#### [Task statement]
A verbatim copy of all entries is the expected output.
****************
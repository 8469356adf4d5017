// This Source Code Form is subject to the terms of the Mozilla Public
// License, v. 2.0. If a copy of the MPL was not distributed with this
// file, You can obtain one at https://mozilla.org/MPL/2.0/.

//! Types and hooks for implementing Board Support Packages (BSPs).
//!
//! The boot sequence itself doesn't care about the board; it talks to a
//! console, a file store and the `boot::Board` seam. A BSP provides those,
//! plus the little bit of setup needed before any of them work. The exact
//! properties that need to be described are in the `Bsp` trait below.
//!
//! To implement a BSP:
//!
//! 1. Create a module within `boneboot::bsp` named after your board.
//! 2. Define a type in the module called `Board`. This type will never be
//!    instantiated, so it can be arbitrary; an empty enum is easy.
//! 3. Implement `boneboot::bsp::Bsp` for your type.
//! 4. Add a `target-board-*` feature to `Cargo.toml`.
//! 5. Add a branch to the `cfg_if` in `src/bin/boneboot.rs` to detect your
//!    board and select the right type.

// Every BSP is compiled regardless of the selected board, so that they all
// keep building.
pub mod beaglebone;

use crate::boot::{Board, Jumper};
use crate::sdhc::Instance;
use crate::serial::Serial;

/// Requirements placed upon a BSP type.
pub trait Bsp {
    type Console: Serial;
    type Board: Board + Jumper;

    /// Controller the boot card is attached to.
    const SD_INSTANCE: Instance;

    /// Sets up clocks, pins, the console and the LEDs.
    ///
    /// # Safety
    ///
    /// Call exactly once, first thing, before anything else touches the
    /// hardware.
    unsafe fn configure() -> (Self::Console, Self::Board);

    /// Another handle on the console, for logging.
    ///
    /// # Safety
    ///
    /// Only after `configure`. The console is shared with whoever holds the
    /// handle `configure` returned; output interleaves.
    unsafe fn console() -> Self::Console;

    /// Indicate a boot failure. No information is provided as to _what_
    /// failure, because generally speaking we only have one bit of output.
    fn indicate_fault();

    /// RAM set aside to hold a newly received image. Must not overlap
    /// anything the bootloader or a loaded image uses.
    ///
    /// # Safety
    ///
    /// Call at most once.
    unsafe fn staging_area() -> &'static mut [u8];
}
****************
#### [Response below]
repository 8469356adf4d5017
// This Source Code Form is subject to the terms of the Mozilla Public
// License, v. 2.0. If a copy of the MPL was not distributed with this
// file, You can obtain one at https://mozilla.org/MPL/2.0/.

//! Types and hooks for implementing Board Support Packages (BSPs).
//!
//! The boot sequence itself doesn't care about the board; it talks to a
//! console, a file store and the `boot::Board` seam. A BSP provides those,
//! plus the little bit of setup needed before any of them work. The exact
//! properties that need to be described are in the `Bsp` trait below.
//!
//! To implement a BSP:
//!
//! 1. Create a module within `boneboot::bsp` named after your board.
//! 2. Define a type in the module called `Board`. This type will never be
//!    instantiated, so it can be arbitrary; an empty enum is easy.
//! 3. Implement `boneboot::bsp::Bsp` for your type.
//! 4. Add a `target-board-*` feature to `Cargo.toml`.
//! 5. Add a branch to the `cfg_if` in `src/bin/boneboot.rs` to detect your
//!    board and select the right type.

// Every BSP is compiled regardless of the selected board, so that they all
// keep building.
pub mod beaglebone;

use crate::boot::{Board, Jumper};
use crate::sdhc::Instance;
use crate::serial::Serial;

/// Requirements placed upon a BSP type.
pub trait Bsp {
    type Console: Serial;
    type Board: Board + Jumper;

    /// Controller the boot card is attached to.
    const SD_INSTANCE: Instance;

    /// Sets up clocks, pins, the console and the LEDs.
    ///
    /// # Safety
    ///
    /// Call exactly once, first thing, before anything else touches the
    /// hardware.
    unsafe fn configure() -> (Self::Console, Self::Board);

    /// Another handle on the console, for logging.
    ///
    /// # Safety
    ///
    /// Only after `configure`. The console is shared with whoever holds the
    /// handle `configure` returned; output interleaves.
    unsafe fn console() -> Self::Console;

    /// Indicate a boot failure. No information is provided as to _what_
    /// failure, because generally speaking we only have one bit of output.
    fn indicate_fault();

    /// RAM set aside to hold a newly received image. Must not overlap
    /// anything the bootloader or a loaded image uses.
    ///
    /// # Safety
    ///
    /// Call at most once.
    unsafe fn staging_area() -> &'static mut [u8];
}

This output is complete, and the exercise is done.